| WORK REQUEST |
Reproduce the following entries verbatim, each one complete.

Saved data entries:
——

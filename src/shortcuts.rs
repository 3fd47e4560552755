use std::path::{MAIN_SEPARATOR_STR, PathBuf};

use tracing::debug;

use crate::action::Action;
use crate::fs::Entry;

/// What the overlay reports back after handling an action.
#[derive(Debug, Clone, PartialEq, Eq)]
pub enum ShortcutOutcome {
  /// Overlay inactive, or the action is not one of its own.
  Ignored,
  Moved,
  Cancelled,
  Selected(PathBuf),
}

/// Built-in destinations. Directories the platform does not define are left
/// out.
pub fn default_bookmarks() -> Vec<Entry> {
  let candidates = [
    ("Home", "⌂", dirs::home_dir()),
    ("Desktop", "▣", dirs::desktop_dir()),
    ("Documents", "≡", dirs::document_dir()),
    ("Downloads", "↓", dirs::download_dir()),
    ("Root", "/", Some(PathBuf::from(MAIN_SEPARATOR_STR))),
  ];
  candidates
    .into_iter()
    .filter_map(|(label, icon, path)| path.map(|p| Entry::bookmark(label, icon, p)))
    .collect()
}

/// Modal menu of bookmarked directories. While active it captures all input;
/// it never touches navigation state itself.
#[derive(Debug)]
pub struct ShortcutOverlay {
  entries: Vec<Entry>,
  cursor: usize,
  active: bool,
  pub width: u16,
  pub height: u16,
}

impl ShortcutOverlay {
  /// Anything but `Entry::Bookmark` items with a target is dropped; a cancel
  /// item is always appended.
  pub fn new(bookmarks: Vec<Entry>, width: u16, height: u16) -> Self {
    let mut entries: Vec<Entry> = bookmarks
      .into_iter()
      .filter(|e| matches!(e, Entry::Bookmark { target: Some(_), .. }))
      .collect();
    entries.push(Entry::cancel());
    Self {
      entries,
      cursor: 0,
      active: false,
      width,
      height,
    }
  }

  pub fn activate(&mut self) {
    self.active = true;
    self.cursor = 0;
  }

  pub fn deactivate(&mut self) {
    self.active = false;
  }

  pub fn is_active(&self) -> bool {
    self.active
  }

  pub fn entries(&self) -> &[Entry] {
    &self.entries
  }

  pub fn cursor(&self) -> usize {
    self.cursor
  }

  pub fn selected(&self) -> Option<&Entry> {
    self.entries.get(self.cursor)
  }

  pub fn handle(&mut self, action: &Action) -> ShortcutOutcome {
    if !self.active {
      return ShortcutOutcome::Ignored;
    }
    match action {
      Action::ShortcutsUp => {
        self.cursor = self.cursor.saturating_sub(1);
        ShortcutOutcome::Moved
      }
      Action::ShortcutsDown => {
        self.cursor = (self.cursor + 1).min(self.entries.len() - 1);
        ShortcutOutcome::Moved
      }
      Action::ShortcutsCancel => {
        self.deactivate();
        ShortcutOutcome::Cancelled
      }
      Action::ShortcutsConfirm => {
        self.deactivate();
        match self.selected() {
          Some(Entry::Bookmark { target: Some(target), .. }) => {
            debug!(target = %target.display(), "shortcut selected");
            ShortcutOutcome::Selected(target.clone())
          }
          _ => ShortcutOutcome::Cancelled,
        }
      }
      _ => ShortcutOutcome::Ignored,
    }
  }
}
#[derive(Debug, Clone, PartialEq, Eq, Hash)]
pub enum Action {
  Quit,
  MoveUp,
  MoveDown,
  PageUp,
  PageDown,
  GoToTop,
  GoToBottom,
  Ascend,
  Descend,
  ToggleHidden,
  OpenSelected,
  ShowShortcuts,
  ShortcutsUp,
  ShortcutsDown,
  ShortcutsConfirm,
  ShortcutsCancel,
  ToggleHelp,
  Resize(u16, u16),
  Tick,
  None,
}

impl Action {
  pub fn from_name(name: &str) -> Option<Action> {
    match name {
      "quit" => Some(Action::Quit),
      "move_up" => Some(Action::MoveUp),
      "move_down" => Some(Action::MoveDown),
      "page_up" => Some(Action::PageUp),
      "page_down" => Some(Action::PageDown),
      "go_to_top" => Some(Action::GoToTop),
      "go_to_bottom" => Some(Action::GoToBottom),
      "ascend" => Some(Action::Ascend),
      "descend" => Some(Action::Descend),
      "toggle_hidden" => Some(Action::ToggleHidden),
      "open" => Some(Action::OpenSelected),
      "show_shortcuts" => Some(Action::ShowShortcuts),
      "shortcuts_up" => Some(Action::ShortcutsUp),
      "shortcuts_down" => Some(Action::ShortcutsDown),
      "shortcuts_confirm" => Some(Action::ShortcutsConfirm),
      "shortcuts_cancel" => Some(Action::ShortcutsCancel),
      "toggle_help" => Some(Action::ToggleHelp),
      "none" => Some(Action::None),
      _ => None,
    }
  }

  /// Short description shown next to the bound keys in the footer and the
  /// help overlay.
  pub fn help_text(&self) -> &'static str {
    match self {
      Action::Quit => "quit",
      Action::MoveUp => "move up",
      Action::MoveDown => "move down",
      Action::PageUp => "previous page",
      Action::PageDown => "next page",
      Action::GoToTop => "go to top",
      Action::GoToBottom => "go to bottom",
      Action::Ascend => "go up directory",
      Action::Descend => "open directory",
      Action::ToggleHidden => "toggle hidden files",
      Action::OpenSelected => "access file or dir",
      Action::ShowShortcuts => "shortcuts",
      Action::ShortcutsUp => "previous shortcut",
      Action::ShortcutsDown => "next shortcut",
      Action::ShortcutsConfirm => "go to shortcut",
      Action::ShortcutsCancel => "cancel",
      Action::ToggleHelp => "help",
      Action::Resize(..) | Action::Tick | Action::None => "",
    }
  }
}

——

| ANSWER FOR THE TASK |
filename src/shortcuts.rs
repository 3fd47e4560552755
use std::path::{MAIN_SEPARATOR_STR, PathBuf};

use tracing::debug;

use crate::action::Action;
use crate::fs::Entry;

/// What the overlay reports back after handling an action.
#[derive(Debug, Clone, PartialEq, Eq)]
pub enum ShortcutOutcome {
  /// Overlay inactive, or the action is not one of its own.
  Ignored,
  Moved,
  Cancelled,
  Selected(PathBuf),
}

/// Built-in destinations. Directories the platform does not define are left
/// out.
pub fn default_bookmarks() -> Vec<Entry> {
  let candidates = [
    ("Home", "⌂", dirs::home_dir()),
    ("Desktop", "▣", dirs::desktop_dir()),
    ("Documents", "≡", dirs::document_dir()),
    ("Downloads", "↓", dirs::download_dir()),
    ("Root", "/", Some(PathBuf::from(MAIN_SEPARATOR_STR))),
  ];
  candidates
    .into_iter()
    .filter_map(|(label, icon, path)| path.map(|p| Entry::bookmark(label, icon, p)))
    .collect()
}

/// Modal menu of bookmarked directories. While active it captures all input;
/// it never touches navigation state itself.
#[derive(Debug)]
pub struct ShortcutOverlay {
  entries: Vec<Entry>,
  cursor: usize,
  active: bool,
  pub width: u16,
  pub height: u16,
}

impl ShortcutOverlay {
  /// Anything but `Entry::Bookmark` items with a target is dropped; a cancel
  /// item is always appended.
  pub fn new(bookmarks: Vec<Entry>, width: u16, height: u16) -> Self {
    let mut entries: Vec<Entry> = bookmarks
      .into_iter()
      .filter(|e| matches!(e, Entry::Bookmark { target: Some(_), .. }))
      .collect();
    entries.push(Entry::cancel());
    Self {
      entries,
      cursor: 0,
      active: false,
      width,
      height,
    }
  }

  pub fn activate(&mut self) {
    self.active = true;
    self.cursor = 0;
  }

  pub fn deactivate(&mut self) {
    self.active = false;
  }

  pub fn is_active(&self) -> bool {
    self.active
  }

  pub fn entries(&self) -> &[Entry] {
    &self.entries
  }

  pub fn cursor(&self) -> usize {
    self.cursor
  }

  pub fn selected(&self) -> Option<&Entry> {
    self.entries.get(self.cursor)
  }

  pub fn handle(&mut self, action: &Action) -> ShortcutOutcome {
    if !self.active {
      return ShortcutOutcome::Ignored;
    }
    match action {
      Action::ShortcutsUp => {
        self.cursor = self.cursor.saturating_sub(1);
        ShortcutOutcome::Moved
      }
      Action::ShortcutsDown => {
        self.cursor = (self.cursor + 1).min(self.entries.len() - 1);
        ShortcutOutcome::Moved
      }
      Action::ShortcutsCancel => {
        self.deactivate();
        ShortcutOutcome::Cancelled
      }
      Action::ShortcutsConfirm => {
        self.deactivate();
        match self.selected() {
          Some(Entry::Bookmark { target: Some(target), .. }) => {
            debug!(target = %target.display(), "shortcut selected");
            ShortcutOutcome::Selected(target.clone())
          }
          _ => ShortcutOutcome::Cancelled,
        }
      }
      _ => ShortcutOutcome::Ignored,
    }
  }
}
#[derive(Debug, Clone, PartialEq, Eq, Hash)]
pub enum Action {
  Quit,
  MoveUp,
  MoveDown,
  PageUp,
  PageDown,
  GoToTop,
  GoToBottom,
  Ascend,
  Descend,
  ToggleHidden,
  OpenSelected,
  ShowShortcuts,
  ShortcutsUp,
  ShortcutsDown,
  ShortcutsConfirm,
  ShortcutsCancel,
  ToggleHelp,
  Resize(u16, u16),
  Tick,
  None,
}

impl Action {
  pub fn from_name(name: &str) -> Option<Action> {
    match name {
      "quit" => Some(Action::Quit),
      "move_up" => Some(Action::MoveUp),
      "move_down" => Some(Action::MoveDown),
      "page_up" => Some(Action::PageUp),
      "page_down" => Some(Action::PageDown),
      "go_to_top" => Some(Action::GoToTop),
      "go_to_bottom" => Some(Action::GoToBottom),
      "ascend" => Some(Action::Ascend),
      "descend" => Some(Action::Descend),
      "toggle_hidden" => Some(Action::ToggleHidden),
      "open" => Some(Action::OpenSelected),
      "show_shortcuts" => Some(Action::ShowShortcuts),
      "shortcuts_up" => Some(Action::ShortcutsUp),
      "shortcuts_down" => Some(Action::ShortcutsDown),
      "shortcuts_confirm" => Some(Action::ShortcutsConfirm),
      "shortcuts_cancel" => Some(Action::ShortcutsCancel),
      "toggle_help" => Some(Action::ToggleHelp),
      "none" => Some(Action::None),
      _ => None,
    }
  }

  /// Short description shown next to the bound keys in the footer and the
  /// help overlay.
  pub fn help_text(&self) -> &'static str {
    match self {
      Action::Quit => "quit",
      Action::MoveUp => "move up",
      Action::MoveDown => "move down",
      Action::PageUp => "previous page",
      Action::PageDown => "next page",
      Action::GoToTop => "go to top",
      Action::GoToBottom => "go to bottom",
      Action::Ascend => "go up directory",
      Action::Descend => "open directory",
      Action::ToggleHidden => "toggle hidden files",
      Action::OpenSelected => "access file or dir",
      Action::ShowShortcuts => "shortcuts",
      Action::ShortcutsUp => "previous shortcut",
      Action::ShortcutsDown => "next shortcut",
      Action::ShortcutsConfirm => "go to shortcut",
      Action::ShortcutsCancel => "cancel",
      Action::ToggleHelp => "help",
      Action::Resize(..) | Action::Tick | Action::None => "",
    }
  }
}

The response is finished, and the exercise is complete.